Stored items

==================================================

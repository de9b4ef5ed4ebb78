//! Strongly-typed identifiers used across the domain.

use core::str::FromStr;
use serde::{Deserialize, Serialize};
use uuid::Uuid;

use crate::error::DomainError;

/// Identifier of a ledger entity (aggregate stream key).
///
/// The ledger is single-organization, so entity ids alone identify streams.
#[derive(Debug, Copy, Clone, PartialEq, Eq, Hash, Serialize, Deserialize)]
#[serde(transparent)]
pub struct EntityId(Uuid);

impl EntityId {
    /// Create a new identifier.
    ///
    /// Uses UUIDv7 (time-ordered). Prefer passing ids explicitly in tests
    /// for determinism.
    pub fn new() -> Self {
        Self(Uuid::now_v7())
    }

    /// The all-zero id, used as a placeholder before rehydration fills one in.
    pub const fn nil() -> Self {
        Self(Uuid::nil())
    }

    pub fn from_uuid(uuid: Uuid) -> Self {
        Self(uuid)
    }

    pub fn as_uuid(&self) -> &Uuid {
        &self.0
    }
}

impl Default for EntityId {
    fn default() -> Self {
        Self::new()
    }
}

impl core::fmt::Display for EntityId {
    fn fmt(&self, f: &mut core::fmt::Formatter<'_>) -> core::fmt::Result {
        core::fmt::Display::fmt(&self.0, f)
    }
}

impl From<Uuid> for EntityId {
    fn from(value: Uuid) -> Self {
        Self(value)
    }
}

impl From<EntityId> for Uuid {
    fn from(value: EntityId) -> Self {
        value.0
    }
}

impl FromStr for EntityId {
    type Err = DomainError;

    fn from_str(s: &str) -> Result<Self, Self::Err> {
        let uuid = Uuid::from_str(s)
            .map_err(|e| DomainError::invalid_id(format!("EntityId: {e}")))?;
        Ok(Self(uuid))
    }
}

/// Implements the usual newtype surface for a domain-specific id wrapping
/// [`EntityId`]. Domain crates use this for their own id types.
#[macro_export]
macro_rules! impl_entity_id {
    ($t:ty) => {
        impl $t {
            pub fn new(id: $crate::EntityId) -> Self {
                Self(id)
            }

            pub fn generate() -> Self {
                Self($crate::EntityId::new())
            }
        }

        impl core::fmt::Display for $t {
            fn fmt(&self, f: &mut core::fmt::Formatter<'_>) -> core::fmt::Result {
                core::fmt::Display::fmt(&self.0, f)
            }
        }

        impl From<$t> for $crate::EntityId {
            fn from(value: $t) -> Self {
                value.0
            }
        }
    };
}
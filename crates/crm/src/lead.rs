use chrono::{DateTime, Utc};
use serde::{Deserialize, Serialize};

use docledger_core::{Aggregate, AggregateRoot, DomainError, EntityId, impl_entity_id};
use docledger_events::Event;
use docledger_parties::PartyId;

use crate::opportunity::OpportunityId;

/// Lead identifier.
#[derive(Debug, Copy, Clone, PartialEq, Eq, Hash, Serialize, Deserialize)]
#[serde(transparent)]
pub struct LeadId(pub EntityId);

impl_entity_id!(LeadId);

/// Lead status pipeline. `Converted` is a one-way terminal state reached only
/// through the conversion pipeline, never by a plain status change.
#[derive(Debug, Clone, Copy, PartialEq, Eq, Serialize, Deserialize)]
#[serde(rename_all = "lowercase")]
pub enum LeadStatus {
    New,
    Contacted,
    Qualified,
    Converted,
    Lost,
}

/// Aggregate root: Lead.
#[derive(Debug, Clone, PartialEq, Eq)]
pub struct Lead {
    id: LeadId,
    contact_name: String,
    company: String,
    email: Option<String>,
    phone: Option<String>,
    status: LeadStatus,
    converted: bool,
    version: u64,
    created: bool,
}

impl Lead {
    /// Create an empty, not-yet-created aggregate instance for rehydration.
    pub fn empty(id: LeadId) -> Self {
        Self {
            id,
            contact_name: String::new(),
            company: String::new(),
            email: None,
            phone: None,
            status: LeadStatus::New,
            converted: false,
            version: 0,
            created: false,
        }
    }

    pub fn id_typed(&self) -> LeadId {
        self.id
    }

    pub fn exists(&self) -> bool {
        self.created
    }

    pub fn contact_name(&self) -> &str {
        &self.contact_name
    }

    pub fn company(&self) -> &str {
        &self.company
    }

    pub fn email(&self) -> Option<&str> {
        self.email.as_deref()
    }

    pub fn phone(&self) -> Option<&str> {
        self.phone.as_deref()
    }

    pub fn status(&self) -> LeadStatus {
        self.status
    }

    /// Conversion is at-most-once.
    pub fn is_converted(&self) -> bool {
        self.converted
    }
}

impl AggregateRoot for Lead {
    type Id = LeadId;

    fn id(&self) -> &Self::Id {
        &self.id
    }

    fn version(&self) -> u64 {
        self.version
    }
}

/// Command: RegisterLead.
#[derive(Debug, Clone, PartialEq, Eq, Serialize, Deserialize)]
pub struct RegisterLead {
    pub lead_id: LeadId,
    pub contact_name: String,
    pub company: String,
    pub email: Option<String>,
    pub phone: Option<String>,
    pub occurred_at: DateTime<Utc>,
}

/// Command: ChangeLeadStatus (within the pre-conversion pipeline).
#[derive(Debug, Clone, PartialEq, Eq, Serialize, Deserialize)]
pub struct ChangeLeadStatus {
    pub lead_id: LeadId,
    pub requested: LeadStatus,
    pub occurred_at: DateTime<Utc>,
}

/// Command: MarkConverted (issued by the conversion pipeline only).
#[derive(Debug, Clone, PartialEq, Eq, Serialize, Deserialize)]
pub struct MarkConverted {
    pub lead_id: LeadId,
    pub customer_id: PartyId,
    pub opportunity_id: OpportunityId,
    pub occurred_at: DateTime<Utc>,
}

#[derive(Debug, Clone, PartialEq, Eq, Serialize, Deserialize)]
pub enum LeadCommand {
    RegisterLead(RegisterLead),
    ChangeLeadStatus(ChangeLeadStatus),
    MarkConverted(MarkConverted),
}

/// Event: LeadRegistered.
#[derive(Debug, Clone, PartialEq, Eq, Serialize, Deserialize)]
pub struct LeadRegistered {
    pub lead_id: LeadId,
    pub contact_name: String,
    pub company: String,
    pub email: Option<String>,
    pub phone: Option<String>,
    pub occurred_at: DateTime<Utc>,
}

/// Event: LeadStatusChanged.
#[derive(Debug, Clone, PartialEq, Eq, Serialize, Deserialize)]
pub struct LeadStatusChanged {
    pub lead_id: LeadId,
    pub from: LeadStatus,
    pub to: LeadStatus,
    pub occurred_at: DateTime<Utc>,
}

/// Event: LeadConverted.
#[derive(Debug, Clone, PartialEq, Eq, Serialize, Deserialize)]
pub struct LeadConverted {
    pub lead_id: LeadId,
    pub customer_id: PartyId,
    pub opportunity_id: OpportunityId,
    pub occurred_at: DateTime<Utc>,
}

#[derive(Debug, Clone, PartialEq, Eq, Serialize, Deserialize)]
pub enum LeadEvent {
    LeadRegistered(LeadRegistered),
    LeadStatusChanged(LeadStatusChanged),
    LeadConverted(LeadConverted),
}

impl Event for LeadEvent {
    fn event_type(&self) -> &'static str {
        match self {
            LeadEvent::LeadRegistered(_) => "crm.lead.registered",
            LeadEvent::LeadStatusChanged(_) => "crm.lead.status_changed",
            LeadEvent::LeadConverted(_) => "crm.lead.converted",
        }
    }

    fn version(&self) -> u32 {
        1
    }

    fn occurred_at(&self) -> DateTime<Utc> {
        match self {
            LeadEvent::LeadRegistered(e) => e.occurred_at,
            LeadEvent::LeadStatusChanged(e) => e.occurred_at,
            LeadEvent::LeadConverted(e) => e.occurred_at,
        }
    }
}

impl Aggregate for Lead {
    type Command = LeadCommand;
    type Event = LeadEvent;
    type Error = DomainError;

    fn apply(&mut self, event: &Self::Event) {
        match event {
            LeadEvent::LeadRegistered(e) => {
                self.id = e.lead_id;
                self.contact_name = e.contact_name.clone();
                self.company = e.company.clone();
                self.email = e.email.clone();
                self.phone = e.phone.clone();
                self.status = LeadStatus::New;
                self.created = true;
            }
            LeadEvent::LeadStatusChanged(e) => {
                self.status = e.to;
            }
            LeadEvent::LeadConverted(_) => {
                self.status = LeadStatus::Converted;
                self.converted = true;
            }
        }

        // Deterministic version tracking: +1 per applied event.
        self.version += 1;
    }

    fn handle(&self, command: &Self::Command) -> Result<Vec<Self::Event>, Self::Error> {
        match command {
            LeadCommand::RegisterLead(cmd) => self.handle_register(cmd),
            LeadCommand::ChangeLeadStatus(cmd) => self.handle_change_status(cmd),
            LeadCommand::MarkConverted(cmd) => self.handle_mark_converted(cmd),
        }
    }
}

impl Lead {
    fn ensure_lead_id(&self, lead_id: LeadId) -> Result<(), DomainError> {
        if self.id != lead_id {
            return Err(DomainError::conflict("lead_id mismatch"));
        }
        Ok(())
    }

    fn handle_register(&self, cmd: &RegisterLead) -> Result<Vec<LeadEvent>, DomainError> {
        if self.created {
            return Err(DomainError::conflict("lead already exists"));
        }
        if cmd.contact_name.trim().is_empty() {
            return Err(DomainError::validation("contact_name cannot be empty"));
        }

        Ok(vec![LeadEvent::LeadRegistered(LeadRegistered {
            lead_id: cmd.lead_id,
            contact_name: cmd.contact_name.clone(),
            company: cmd.company.clone(),
            email: cmd.email.clone(),
            phone: cmd.phone.clone(),
            occurred_at: cmd.occurred_at,
        })])
    }

    fn handle_change_status(
        &self,
        cmd: &ChangeLeadStatus,
    ) -> Result<Vec<LeadEvent>, DomainError> {
        if !self.created {
            return Err(DomainError::not_found());
        }
        self.ensure_lead_id(cmd.lead_id)?;

        let legal = matches!(
            (self.status, cmd.requested),
            (LeadStatus::New, LeadStatus::Contacted)
                | (LeadStatus::Contacted, LeadStatus::Qualified)
                | (LeadStatus::New, LeadStatus::Lost)
                | (LeadStatus::Contacted, LeadStatus::Lost)
                | (LeadStatus::Qualified, LeadStatus::Lost)
        );
        if !legal {
            return Err(DomainError::invalid_transition(
                format!("{:?}", self.status),
                format!("{:?}", cmd.requested),
            ));
        }

        Ok(vec![LeadEvent::LeadStatusChanged(LeadStatusChanged {
            lead_id: cmd.lead_id,
            from: self.status,
            to: cmd.requested,
            occurred_at: cmd.occurred_at,
        })])
    }

    fn handle_mark_converted(&self, cmd: &MarkConverted) -> Result<Vec<LeadEvent>, DomainError> {
        if !self.created {
            return Err(DomainError::not_found());
        }
        self.ensure_lead_id(cmd.lead_id)?;

        if self.converted {
            return Err(DomainError::AlreadyConverted);
        }

        Ok(vec![LeadEvent::LeadConverted(LeadConverted {
            lead_id: cmd.lead_id,
            customer_id: cmd.customer_id,
            opportunity_id: cmd.opportunity_id,
            occurred_at: cmd.occurred_at,
        })])
    }
}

==================================================

- Task to complete -
The answer should hold only the lines from the start of the records above through the line containing "fn from_str(s: &str)", each set down exactly.

- Completed task -
repository de9b4ef5ed4ebb78
//! Strongly-typed identifiers used across the domain.

use core::str::FromStr;
use serde::{Deserialize, Serialize};
use uuid::Uuid;

use crate::error::DomainError;

/// Identifier of a ledger entity (aggregate stream key).
///
/// The ledger is single-organization, so entity ids alone identify streams.
#[derive(Debug, Copy, Clone, PartialEq, Eq, Hash, Serialize, Deserialize)]
#[serde(transparent)]
pub struct EntityId(Uuid);

impl EntityId {
    /// Create a new identifier.
    ///
    /// Uses UUIDv7 (time-ordered). Prefer passing ids explicitly in tests
    /// for determinism.
    pub fn new() -> Self {
        Self(Uuid::now_v7())
    }

    /// The all-zero id, used as a placeholder before rehydration fills one in.
    pub const fn nil() -> Self {
        Self(Uuid::nil())
    }

    pub fn from_uuid(uuid: Uuid) -> Self {
        Self(uuid)
    }

    pub fn as_uuid(&self) -> &Uuid {
        &self.0
    }
}

impl Default for EntityId {
    fn default() -> Self {
        Self::new()
    }
}

impl core::fmt::Display for EntityId {
    fn fmt(&self, f: &mut core::fmt::Formatter<'_>) -> core::fmt::Result {
        core::fmt::Display::fmt(&self.0, f)
    }
}

impl From<Uuid> for EntityId {
    fn from(value: Uuid) -> Self {
        Self(value)
    }
}

impl From<EntityId> for Uuid {
    fn from(value: EntityId) -> Self {
        value.0
    }
}

impl FromStr for EntityId {
    type Err = DomainError;

    fn from_str(s: &str) -> Result<Self, Self::Err> {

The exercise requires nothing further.